Rajan Anandan has been Google India managing director since 2011 and was given the additional responsibility of Google's Southeast Asia business recently. He is one of the most prolific angel investors in India and has invested in more than 70 companies including Druva, Capillary Technologies, WebEngage, DataWeave, Instamojo and Frrole.
A mechanical engineer from Massachusetts Institute of Technology and a postgraduate in engineering from Stanford University, Anandan started his career with consultancy firm McKinsey & Co. He worked there for a decade and rose through the ranks to become a partner. Anandan then worked closely with Dell founder Michael Dell as his executive assistant before taking up other roles.

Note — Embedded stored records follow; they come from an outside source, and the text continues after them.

#[cfg(test)]
mod tests {
    use super::*;
    use crate::format::dotenv::{DotenvParser, DotenvWriter};
    use crate::test_utils::{TestStore, memory_manager};

    fn vars(pairs: &[(&str, &str)]) -> VariableMap {
        pairs
            .iter()
            .map(|(k, v)| (k.to_string(), Variable::new(*k, *v)))
            .collect()
    }

    #[test]
    fn test_init_then_get_is_not_found() {
        let (_, manager) = memory_manager();
        manager.init_project("api", "backend", "development").unwrap();

        let err = manager.get_variable("api", "development", "ANY").unwrap_err();
        assert!(matches!(err, DomainError::NotFound(Missing::Variable { .. })));
    }

    #[test]
    fn test_init_twice_is_already_exists() {
        let (_, manager) = memory_manager();
        manager.init_project("api", "", "development").unwrap();

        let err = manager.init_project("api", "other", "production").unwrap_err();
        assert!(matches!(err, DomainError::AlreadyExists(ref n) if n == "api"));
        assert_eq!(manager.load_project("api").unwrap().default_env, "development");
    }

    #[test]
    fn test_init_rejects_bad_names() {
        let (repo, manager) = memory_manager();
        assert!(matches!(
            manager.init_project("a/b", "", "development"),
            Err(DomainError::InvalidArgument(_))
        ));
        assert!(matches!(
            manager.init_project("api", "", " "),
            Err(DomainError::InvalidArgument(_))
        ));
        assert!(repo.is_empty());
    }

    #[test]
    fn test_set_on_missing_project() {
        let (_, manager) = memory_manager();
        let err = manager
            .set_variable("ghost", "development", "A", "1", None, None)
            .unwrap_err();
        assert!(matches!(err, DomainError::NotFound(Missing::Project(_))));
    }

    #[test]
    fn test_set_and_get() {
        let (_, manager) = memory_manager();
        manager.init_project("api", "", "development").unwrap();
        manager
            .set_variable("api", "development", "DB_HOST", "localhost", Some("db"), None)
            .unwrap();

        let var = manager.get_variable("api", "development", "DB_HOST").unwrap();
        assert_eq!(var.key, "DB_HOST");
        assert_eq!(var.value, "localhost");
        assert_eq!(var.description.as_deref(), Some("db"));
        assert!(!var.is_secret);
    }

    #[test]
    fn test_set_creates_environment_implicitly() {
        let (_, manager) = memory_manager();
        manager.init_project("api", "", "development").unwrap();
        manager
            .set_variable("api", "production", "A", "1", None, None)
            .unwrap();

        let project = manager.load_project("api").unwrap();
        assert!(project.environment("production").is_some());
        assert_eq!(project.default_env, "development");
        assert!(project.default_env_is_valid());
    }

    #[test]
    fn test_set_same_value_twice_only_advances_updated_at() {
        let (_, manager) = memory_manager();
        manager.init_project("api", "", "development").unwrap();
        manager
            .set_variable("api", "development", "A", "1", None, None)
            .unwrap();
        let first = manager.get_variable("api", "development", "A").unwrap();

        manager
            .set_variable("api", "development", "A", "1", None, None)
            .unwrap();
        let second = manager.get_variable("api", "development", "A").unwrap();

        assert_eq!(second.value, "1");
        assert_eq!(second.created_at, first.created_at);
        assert!(second.updated_at >= first.updated_at);
    }

    #[test]
    fn test_set_preserves_secret_unless_changed() {
        let (_, manager) = memory_manager();
        manager.init_project("api", "", "development").unwrap();
        manager
            .set_variable("api", "development", "TOKEN", "a", None, Some(true))
            .unwrap();
        manager
            .set_variable("api", "development", "TOKEN", "b", None, None)
            .unwrap();
        assert!(manager.get_variable("api", "development", "TOKEN").unwrap().is_secret);

        manager
            .set_variable("api", "development", "TOKEN", "b", None, Some(false))
            .unwrap();
        assert!(!manager.get_variable("api", "development", "TOKEN").unwrap().is_secret);
    }

    #[test]
    fn test_set_overwrites_description() {
        let (_, manager) = memory_manager();
        manager.init_project("api", "", "development").unwrap();
        manager
            .set_variable("api", "development", "A", "1", Some("first"), None)
            .unwrap();
        manager
            .set_variable("api", "development", "A", "2", None, None)
            .unwrap();
        assert!(
            manager
                .get_variable("api", "development", "A")
                .unwrap()
                .description
                .is_none()
        );
    }

    #[test]
    fn test_set_rejects_keys_that_cannot_be_exported() {
        let (_, manager) = memory_manager();
        manager.init_project("api", "", "development").unwrap();

        for key in [" ", " PAD ", "#HASH", "A=B", "A\nB"] {
            assert!(
                matches!(
                    manager.set_variable("api", "development", key, "1", None, None),
                    Err(DomainError::InvalidArgument(_))
                ),
                "{key:?} should be rejected"
            );
        }
        assert!(manager.list_variables("api", "development").unwrap().is_empty());
    }

    #[test]
    fn test_set_rejects_multiline_value() {
        let (_, manager) = memory_manager();
        manager.init_project("api", "", "development").unwrap();

        for value in ["line1\nline2", "line1\r\nline2"] {
            assert!(matches!(
                manager.set_variable("api", "development", "CERT", value, None, None),
                Err(DomainError::InvalidArgument(_))
            ));
        }
        assert!(manager.get_variable("api", "development", "CERT").is_err());
    }

    #[test]
    fn test_accepted_variables_survive_dotenv_round_trip() {
        let (_, manager) = memory_manager();
        manager.init_project("api", "", "development").unwrap();
        let pairs = [
            ("A#B", "x # not a comment"),
            ("lower.case-key", "  padded  "),
            ("QUOTED", "\"already quoted\""),
            ("URL", "postgres://h/db?a=b"),
            ("EMPTY", ""),
        ];
        for (key, value) in pairs {
            manager
                .set_variable("api", "development", key, value, None, None)
                .unwrap();
        }

        let stored = manager.list_variables("api", "development").unwrap();
        let rendered = DotenvWriter::render(&stored, false);
        let reparsed = DotenvParser::parse(&rendered).unwrap();

        assert_eq!(
            reparsed.keys().collect::<Vec<_>>(),
            stored.keys().collect::<Vec<_>>()
        );
        for (key, value) in pairs {
            assert_eq!(reparsed[key].value, value, "value of {key}");
        }
    }

    #[test]
    fn test_failed_save_leaves_state_untouched() {
        let (repo, manager) = memory_manager();
        manager.init_project("api", "", "development").unwrap();
        manager
            .set_variable("api", "development", "A", "1", None, None)
            .unwrap();

        repo.set_fail_saves(true);
        assert!(
            manager
                .set_variable("api", "development", "A", "2", None, None)
                .is_err()
        );
        assert!(
            manager
                .set_variable("api", "staging", "B", "1", None, None)
                .is_err()
        );

        let project = manager.load_project("api").unwrap();
        assert_eq!(project.environments["development"].variables["A"].value, "1");
        assert!(project.environment("staging").is_none());
    }

    #[test]
    fn test_list_empty_environment_is_empty_map() {
        let (_, manager) = memory_manager();
        manager.init_project("api", "", "development").unwrap();
        assert!(manager.list_variables("api", "development").unwrap().is_empty());
    }

    #[test]
    fn test_list_missing_environment_and_project() {
        let (_, manager) = memory_manager();
        manager.init_project("api", "", "development").unwrap();

        assert!(matches!(
            manager.list_variables("api", "production"),
            Err(DomainError::NotFound(Missing::Environment { .. }))
        ));
        assert!(matches!(
            manager.list_variables("web", "development"),
            Err(DomainError::NotFound(Missing::Project(_)))
        ));
        assert!(matches!(
            manager.get_variable("api", "production", "A"),
            Err(DomainError::NotFound(Missing::Environment { .. }))
        ));
    }

    #[test]
    fn test_resolve_env() {
        let (_, manager) = memory_manager();
        manager.init_project("api", "", "staging").unwrap();

        assert_eq!(manager.resolve_env("api", None).unwrap(), "staging");
        assert_eq!(manager.resolve_env("api", Some("production")).unwrap(), "production");
        assert!(manager.resolve_env("ghost", None).unwrap_err().is_not_found());
    }

    #[test]
    fn test_apply_import_overwrite() {
        let (_, manager) = memory_manager();
        manager.init_project("api", "", "development").unwrap();
        manager
            .set_variable("api", "development", "A", "1", None, None)
            .unwrap();
        manager
            .set_variable("api", "development", "B", "9", Some("kept"), Some(true))
            .unwrap();
        let before = manager.get_variable("api", "development", "B").unwrap();

        let summary = manager
            .apply_import(
                "api",
                "development",
                vars(&[("A", "1"), ("B", "2"), ("C", "3")]),
                ImportMode::Overwrite,
            )
            .unwrap();
        assert_eq!(
            summary,
            ImportSummary {
                added: 1,
                updated: 1,
                unchanged: 1,
                skipped: 0,
            }
        );

        let after = manager.list_variables("api", "development").unwrap();
        assert_eq!(after["B"].value, "2");
        assert!(after["B"].is_secret);
        assert_eq!(after["B"].description.as_deref(), Some("kept"));
        assert_eq!(after["B"].created_at, before.created_at);
        assert_eq!(after["C"].value, "3");
        assert!(!after["C"].is_secret);
    }

    #[test]
    fn test_apply_import_merge_skips_existing() {
        let (_, manager) = memory_manager();
        manager.init_project("api", "", "development").unwrap();
        manager
            .set_variable("api", "development", "A", "old", None, None)
            .unwrap();

        let summary = manager
            .apply_import(
                "api",
                "development",
                vars(&[("A", "new"), ("B", "2")]),
                ImportMode::Merge,
            )
            .unwrap();
        assert_eq!(summary.skipped, 1);
        assert_eq!(summary.added, 1);

        let after = manager.list_variables("api", "development").unwrap();
        assert_eq!(after["A"].value, "old");
        assert_eq!(after["B"].value, "2");
    }

    #[test]
    fn test_apply_import_is_all_or_nothing() {
        let (repo, manager) = memory_manager();
        manager.init_project("api", "", "development").unwrap();
        repo.set_fail_saves(true);

        let result = manager.apply_import(
            "api",
            "development",
            vars(&[("A", "1"), ("B", "2")]),
            ImportMode::Overwrite,
        );
        assert!(result.is_err());
        repo.set_fail_saves(false);
        assert!(manager.list_variables("api", "development").unwrap().is_empty());
    }

    #[test]
    fn test_file_backed_round_trip() {
        let store = TestStore::new();
        store.manager.init_project("web", "frontend", "development").unwrap();
        store
            .manager
            .set_variable("web", "development", "PORT", "3000", None, None)
            .unwrap();

        // 新的服务实例从磁盘读取
        let fresh = store.fresh_manager();
        let var = fresh.get_variable("web", "development", "PORT").unwrap();
        assert_eq!(var.value, "3000");
        assert!(matches!(
            fresh.init_project("web", "", "development"),
            Err(DomainError::AlreadyExists(_))
        ));
    }
}
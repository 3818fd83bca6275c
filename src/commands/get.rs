//! get 命令处理器

use super::{CommandContext, CommandHandler};
use crate::application::ProfileManager;
use crate::domain::error::Result;
use std::sync::Arc;

/// get 命令
pub struct GetCommand {
    profiles: Arc<ProfileManager>,
    project: String,
    env: Option<String>,
    key: String,
}

impl GetCommand {
    pub fn new(profiles: Arc<ProfileManager>, project: String, env: Option<String>, key: String) -> Self {
        Self {
            profiles,
            project,
            env,
            key,
        }
    }
}

impl CommandHandler for GetCommand {
    fn execute(&self, _ctx: &CommandContext) -> Result<()> {
        let env = self.profiles.resolve_env(&self.project, self.env.as_deref())?;
        let var = self.profiles.get_variable(&self.project, &env, &self.key)?;
        println!("{}", var.value);
        Ok(())
    }
}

A Sri Lankan Tamil, Anandan has made India his home since being named Dell India managing director in 2006. He was Microsoft India MD before joining Google. Apart from India, he is also an active angel investor in Sri Lanka and has backed the island nation's first venture capital firm BOV Capital. In an interaction with VCCircle, Anandan speaks about his investments, the broader angel funding scenario and his outlook for this year. Excerpts:
Angel funding in India has stagnated in recent years. What do you think of the angel investment ecosystem?
Investing in any sector goes through cycles. Angel investing is no different. The sentiment was subdued in 2017 but this is good. We got back to normal in the ecosystem.
Valuations are more reasonable, companies are making more progress with a lot less capital and many new ideas are targeting new areas. Business-to-business (B2B) was back in a big way. Around 50% of all angel deals were in B2B startups.
Which were the most attractive sectors for you in terms of angel investment in 2017?
One theme that is always consistent for me is B2B. Over half of my investments were in B2B companies. The other big theme was startups building for the next 500 million Indians.
What are your expectations for 2018?
This year will see consumer Internet startups in India turn the corner on profitability. A large number of the well-established, mid-size consumer Internet companies will become profitable by the end of 2018 and we will likely see the beginning of the Indian Internet IPO wave towards the end of 2018.
This wave will go for many years. Hence, the animal spirits (for consumer Internet startups) will be back by the end of 2018.
Do you see good-quality startups coming up?
Quality improves every year. The quality especially improves in tough years...2018 was the best year so far in terms of quality.
Personally, will you accelerate your investments next year?
I always maintain the same pace of investments, regardless of sentiment or cycle.
This interview is the first in our InvestorSpeak series in which leading angel, seed or venture investors will share their insights on the startup ecosystem in India.